[Start of Attachment]
//! All-pairs run orchestration.
//!
//! [`run_allpairs`] treats every input point in turn as a source, accumulates a
//! cost field from it, traces the least-cost line from every point back to it,
//! and folds that batch into the running network. The finished network is
//! cleaned once more and stored in the workspace under the requested name.
//!
//! # Example
//!
//! ```ignore
//! use lcp_allpairs_lib::{run_allpairs, AllPairsRequest, Engines, Workspace};
//!
//! let mut workspace = Workspace::new();
//! let request = AllPairsRequest::new(&points, &friction, "paths");
//! let outcome = run_allpairs(&mut workspace, &request, &Engines::native())?;
//! println!("{} lines from {} raw traces", outcome.lines, outcome.raw_lines);
//! ```

use geo::Coord;
use serde::Serialize;

use crate::assembler::{FoldStep, NetworkAssembler};
use crate::config::{CostModel, RunConfig, RunWarning};
use crate::engine::{CleanReport, CostRequest, Engines};
use crate::error::{EngineKind, Error, Result};
use crate::finisher::Finisher;
use crate::points::PointSet;
use crate::raster::Raster;
use crate::workspace::{validate_output_name, Workspace};

/// Inputs of one all-pairs run.
#[derive(Debug, Clone)]
pub struct AllPairsRequest<'a> {
    pub points: &'a PointSet,
    pub friction: &'a Raster<f64>,
    /// Elevation model for the walking cost model. Must share the friction region.
    pub elevation: Option<&'a Raster<f64>>,
    /// Name of the delivered line layer.
    pub output: String,
    pub config: RunConfig,
}

impl<'a> AllPairsRequest<'a> {
    pub fn new(points: &'a PointSet, friction: &'a Raster<f64>, output: impl Into<String>) -> Self {
        Self {
            points,
            friction,
            elevation: None,
            output: output.into(),
            config: RunConfig::default(),
        }
    }

    pub fn with_elevation(mut self, elevation: &'a Raster<f64>) -> Self {
        self.elevation = Some(elevation);
        self
    }

    pub fn with_config(mut self, config: RunConfig) -> Self {
        self.config = config;
        self
    }
}

/// Summary of a completed run. The network itself lives in the workspace
/// under [`AllPairsOutcome::output`].
#[derive(Debug, Clone, PartialEq, Serialize)]
pub struct AllPairsOutcome {
    pub output: String,
    pub points: usize,
    pub model: CostModel,
    pub warnings: Vec<RunWarning>,
    pub iterations: usize,
    /// Lines traced across all iterations, before any cleaning.
    pub raw_lines: usize,
    pub folds: Vec<FoldStep>,
    /// Report of the final clean pass; absent for two-point runs.
    pub clean_report: Option<CleanReport>,
    /// Lines in the delivered layer.
    pub lines: usize,
}

/// Build the all-pairs least-cost network for `request`.
///
/// Input checks run before any engine is invoked. On failure the run stops at
/// the failing iteration: transient artifacts are released, and a network
/// that was already partially assembled stays in the workspace.
pub fn run_allpairs(
    workspace: &mut Workspace,
    request: &AllPairsRequest<'_>,
    engines: &Engines,
) -> Result<AllPairsOutcome> {
    let total = request.points.len();
    if total < 2 {
        return Err(Error::InsufficientInput { found: total });
    }
    validate_output_name(&request.output)?;
    if workspace.contains(&request.output) {
        return Err(Error::ArtifactExists {
            name: request.output.clone(),
        });
    }
    request.config.validate()?;

    let mut warnings = Vec::new();
    let (model, warning) = request.config.resolve_model(request.elevation.is_some());
    if let Some(warning) = warning {
        tracing::warn!("{warning}");
        warnings.push(warning);
    }
    // The elevation raster only matters to the walking model.
    let elevation = request.elevation.filter(|_| model.is_walking());
    if let Some(elevation) = elevation {
        if elevation.region() != request.friction.region() {
            return Err(Error::RegionMismatch {
                name: "elevation".to_string(),
            });
        }
    }

    let stops: Vec<Coord<f64>> = request.points.coords();
    let mut assembler = NetworkAssembler::new(workspace, engines, total)?;
    let mut raw_lines = 0;

    tracing::info!(points = total, %model, "creating individual least-cost paths");
    for (index, point) in request.points.iter().enumerate() {
        let iteration = index + 1;
        let span = tracing::debug_span!("iteration", iteration, source = point.id);
        let _guard = span.enter();

        let mut scope = assembler.begin(iteration)?;
        let cost_request = CostRequest {
            friction: request.friction,
            elevation,
            model,
            source: point.coord(),
            stops: &stops,
            max_cost: request.config.cost_limit(),
            memory_mb: request.config.memory_mb,
            knight_moves: request.config.knight_moves,
        };
        let surface = engines
            .cost
            .accumulate(&cost_request)
            .map_err(|error| Error::engine_invocation(EngineKind::CostField, iteration, error))?;
        scope.store_surface(surface)?;

        let drainage = {
            let (cumulative, direction) = scope.surface()?;
            engines
                .tracer
                .trace(cumulative, direction, &stops)
                .map_err(|error| Error::engine_invocation(EngineKind::PathTracing, iteration, error))?
        };
        raw_lines += scope.store_drainage(drainage)?;
        let step = scope.accumulate()?;
        tracing::debug!(?step, raw_lines, "iteration complete");
    }

    let iterations = assembler.completed();
    let folds = assembler.folds().to_vec();
    let clean_report = Finisher::new(engines).finish(assembler, &request.output)?;
    let lines = workspace.vector(&request.output)?.len();
    tracing::info!(output = %request.output, lines, "network delivered");

    Ok(AllPairsOutcome {
        output: request.output.clone(),
        points: total,
        model,
        warnings,
        iterations,
        raw_lines,
        folds,
        clean_report,
        lines,
    })
}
[End of Attachment]
WORK ORDER: Once you reach the line containing "the requested name.", include it and stop; until then, reproduce each line of the listing from its start exactly.

EXERCISE RESPONSE:
//! All-pairs run orchestration.
//!
//! [`run_allpairs`] treats every input point in turn as a source, accumulates a
//! cost field from it, traces the least-cost line from every point back to it,
//! and folds that batch into the running network. The finished network is
//! cleaned once more and stored in the workspace under the requested name.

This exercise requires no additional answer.